Dataset entries:
════════════════

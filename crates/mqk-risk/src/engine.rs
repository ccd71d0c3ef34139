//! §4.F RiskEvaluator pipeline: confidence admission -> profile resolution ->
//! asset-category adjustment -> base sizing -> confidence modulation ->
//! portfolio admission -> protection invariant checks.
//!
//! Deterministic, pure evaluation — no IO, no time, no broker calls — the
//! same discipline `mqk-portfolio`'s ledger follows, generalized here from
//! account-level kill switches to per-signal sizing and admission.

use mqk_schemas::{mul_div, round_up_to_min_notional, Side, Signal, MICROS_SCALE};

use crate::types::{PortfolioSnapshot, ResolvedRiskContext, RiskRejection, SizedIntent};

/// Bounded confidence-modulation factor derived from a signal's ML hints.
/// The composite `confidence` score is never recomputed here — only mapped,
/// clamped, into a size multiplier. Absent hints leave the base size
/// unmodulated (`1.0`).
fn ml_confidence_factor(signal: &Signal) -> f64 {
    let composite = signal
        .ml_hints
        .as_ref()
        .and_then(|h| h.confidence)
        .unwrap_or(signal.confidence);
    (0.5 + composite).clamp(0.5, 1.5)
}

fn pct_to_micros(pct: f64) -> i64 {
    (pct * MICROS_SCALE as f64).round() as i64
}

/// Evaluate one signal against the resolved risk context and current
/// portfolio snapshot. Returns a sized, protection-checked intent or the
/// first rejection reached, in spec-mandated evaluation order.
pub fn evaluate(
    signal: &Signal,
    ctx: &ResolvedRiskContext,
    portfolio: &PortfolioSnapshot,
) -> Result<SizedIntent, RiskRejection> {
    if signal.confidence < ctx.min_confidence {
        return Err(RiskRejection::BelowConfidence);
    }

    if ctx.category_disallowed {
        return Err(RiskRejection::CategoryDisallowed);
    }

    let entry = signal.suggested_entry_price_micros;
    let resolved_sl = signal.stop_loss.resolve(entry, signal.side, true);
    let resolved_tp = signal.take_profit.resolve(entry, signal.side, false);

    let stop_distance = (entry - resolved_sl).abs();
    if stop_distance <= 0 {
        return Err(RiskRejection::InvalidProtection);
    }

    let risk_basis = portfolio.risk_basis_balance_micros;
    let combined_multiplier = ctx.risk_multiplier * ctx.category_multiplier;
    let pct_micros = pct_to_micros(ctx.risk_per_trade_pct * combined_multiplier);
    let mut risk_amount_micros = mul_div(risk_basis, pct_micros, MICROS_SCALE);

    // ML/confidence modulation: bounded [0.5, 1.5], only ever scales the
    // already-admitted base size; it never overrides a rejection rule.
    let ml_factor = ml_confidence_factor(signal);
    risk_amount_micros = mul_div(risk_amount_micros, pct_to_micros(ml_factor), MICROS_SCALE);

    let mut quantity_micros = mul_div(risk_amount_micros, MICROS_SCALE, stop_distance);
    quantity_micros = round_up_to_min_notional(
        quantity_micros,
        entry,
        ctx.venue_min_notional_micros,
        ctx.min_notional_safety_margin_pct_micros,
    );

    let leverage = signal
        .leverage
        .unwrap_or(ctx.default_leverage)
        .min(ctx.category_max_leverage.unwrap_or(u32::MAX));

    let would_be_positions = portfolio.open_positions + 1;
    if would_be_positions > ctx.max_positions {
        return Err(RiskRejection::PortfolioFull);
    }
    let direction_count = match signal.side {
        Side::Long => portfolio.open_positions_long,
        Side::Short => portfolio.open_positions_short,
    };
    if direction_count + 1 > ctx.max_positions_per_direction {
        return Err(RiskRejection::PortfolioFull);
    }

    let daily_loss_limit_micros =
        -mul_div(risk_basis, pct_to_micros(ctx.daily_loss_limit_pct), MICROS_SCALE);
    if portfolio.daily_realised_pnl_micros <= daily_loss_limit_micros {
        return Err(RiskRejection::DailyLossLimit);
    }

    let max_total_risk_micros =
        mul_div(risk_basis, pct_to_micros(ctx.max_total_risk_pct), MICROS_SCALE);
    if portfolio.aggregate_open_risk_micros + risk_amount_micros > max_total_risk_micros {
        return Err(RiskRejection::RiskProfileExceeded);
    }

    let protection_ok = match signal.side {
        Side::Long => resolved_sl < entry && entry < resolved_tp,
        Side::Short => resolved_tp < entry && entry < resolved_sl,
    };
    if !protection_ok {
        return Err(RiskRejection::InvalidProtection);
    }

    Ok(SizedIntent {
        quantity_micros,
        leverage,
        effective_stop_loss_micros: resolved_sl,
        effective_take_profit_micros: resolved_tp,
        risk_amount_micros,
    })
}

════════════════

▶ Exercise brief
Each record above should be set down again in its exact wording.

▶ Expected output
filename crates/mqk-risk/src/engine.rs
repository ccd71d0c3ef34139
//! §4.F RiskEvaluator pipeline: confidence admission -> profile resolution ->
//! asset-category adjustment -> base sizing -> confidence modulation ->
//! portfolio admission -> protection invariant checks.
//!
//! Deterministic, pure evaluation — no IO, no time, no broker calls — the
//! same discipline `mqk-portfolio`'s ledger follows, generalized here from
//! account-level kill switches to per-signal sizing and admission.

use mqk_schemas::{mul_div, round_up_to_min_notional, Side, Signal, MICROS_SCALE};

use crate::types::{PortfolioSnapshot, ResolvedRiskContext, RiskRejection, SizedIntent};

/// Bounded confidence-modulation factor derived from a signal's ML hints.
/// The composite `confidence` score is never recomputed here — only mapped,
/// clamped, into a size multiplier. Absent hints leave the base size
/// unmodulated (`1.0`).
fn ml_confidence_factor(signal: &Signal) -> f64 {
    let composite = signal
        .ml_hints
        .as_ref()
        .and_then(|h| h.confidence)
        .unwrap_or(signal.confidence);
    (0.5 + composite).clamp(0.5, 1.5)
}

fn pct_to_micros(pct: f64) -> i64 {
    (pct * MICROS_SCALE as f64).round() as i64
}

/// Evaluate one signal against the resolved risk context and current
/// portfolio snapshot. Returns a sized, protection-checked intent or the
/// first rejection reached, in spec-mandated evaluation order.
pub fn evaluate(
    signal: &Signal,
    ctx: &ResolvedRiskContext,
    portfolio: &PortfolioSnapshot,
) -> Result<SizedIntent, RiskRejection> {
    if signal.confidence < ctx.min_confidence {
        return Err(RiskRejection::BelowConfidence);
    }

    if ctx.category_disallowed {
        return Err(RiskRejection::CategoryDisallowed);
    }

    let entry = signal.suggested_entry_price_micros;
    let resolved_sl = signal.stop_loss.resolve(entry, signal.side, true);
    let resolved_tp = signal.take_profit.resolve(entry, signal.side, false);

    let stop_distance = (entry - resolved_sl).abs();
    if stop_distance <= 0 {
        return Err(RiskRejection::InvalidProtection);
    }

    let risk_basis = portfolio.risk_basis_balance_micros;
    let combined_multiplier = ctx.risk_multiplier * ctx.category_multiplier;
    let pct_micros = pct_to_micros(ctx.risk_per_trade_pct * combined_multiplier);
    let mut risk_amount_micros = mul_div(risk_basis, pct_micros, MICROS_SCALE);

    // ML/confidence modulation: bounded [0.5, 1.5], only ever scales the
    // already-admitted base size; it never overrides a rejection rule.
    let ml_factor = ml_confidence_factor(signal);
    risk_amount_micros = mul_div(risk_amount_micros, pct_to_micros(ml_factor), MICROS_SCALE);

    let mut quantity_micros = mul_div(risk_amount_micros, MICROS_SCALE, stop_distance);
    quantity_micros = round_up_to_min_notional(
        quantity_micros,
        entry,
        ctx.venue_min_notional_micros,
        ctx.min_notional_safety_margin_pct_micros,
    );

    let leverage = signal
        .leverage
        .unwrap_or(ctx.default_leverage)
        .min(ctx.category_max_leverage.unwrap_or(u32::MAX));

    let would_be_positions = portfolio.open_positions + 1;
    if would_be_positions > ctx.max_positions {
        return Err(RiskRejection::PortfolioFull);
    }
    let direction_count = match signal.side {
        Side::Long => portfolio.open_positions_long,
        Side::Short => portfolio.open_positions_short,
    };
    if direction_count + 1 > ctx.max_positions_per_direction {
        return Err(RiskRejection::PortfolioFull);
    }

    let daily_loss_limit_micros =
        -mul_div(risk_basis, pct_to_micros(ctx.daily_loss_limit_pct), MICROS_SCALE);
    if portfolio.daily_realised_pnl_micros <= daily_loss_limit_micros {
        return Err(RiskRejection::DailyLossLimit);
    }

    let max_total_risk_micros =
        mul_div(risk_basis, pct_to_micros(ctx.max_total_risk_pct), MICROS_SCALE);
    if portfolio.aggregate_open_risk_micros + risk_amount_micros > max_total_risk_micros {
        return Err(RiskRejection::RiskProfileExceeded);
    }

    let protection_ok = match signal.side {
        Side::Long => resolved_sl < entry && entry < resolved_tp,
        Side::Short => resolved_tp < entry && entry < resolved_sl,
    };
    if !protection_ok {
        return Err(RiskRejection::InvalidProtection);
    }

    Ok(SizedIntent {
        quantity_micros,
        leverage,
        effective_stop_loss_micros: resolved_sl,
        effective_take_profit_micros: resolved_tp,
        risk_amount_micros,
    })
}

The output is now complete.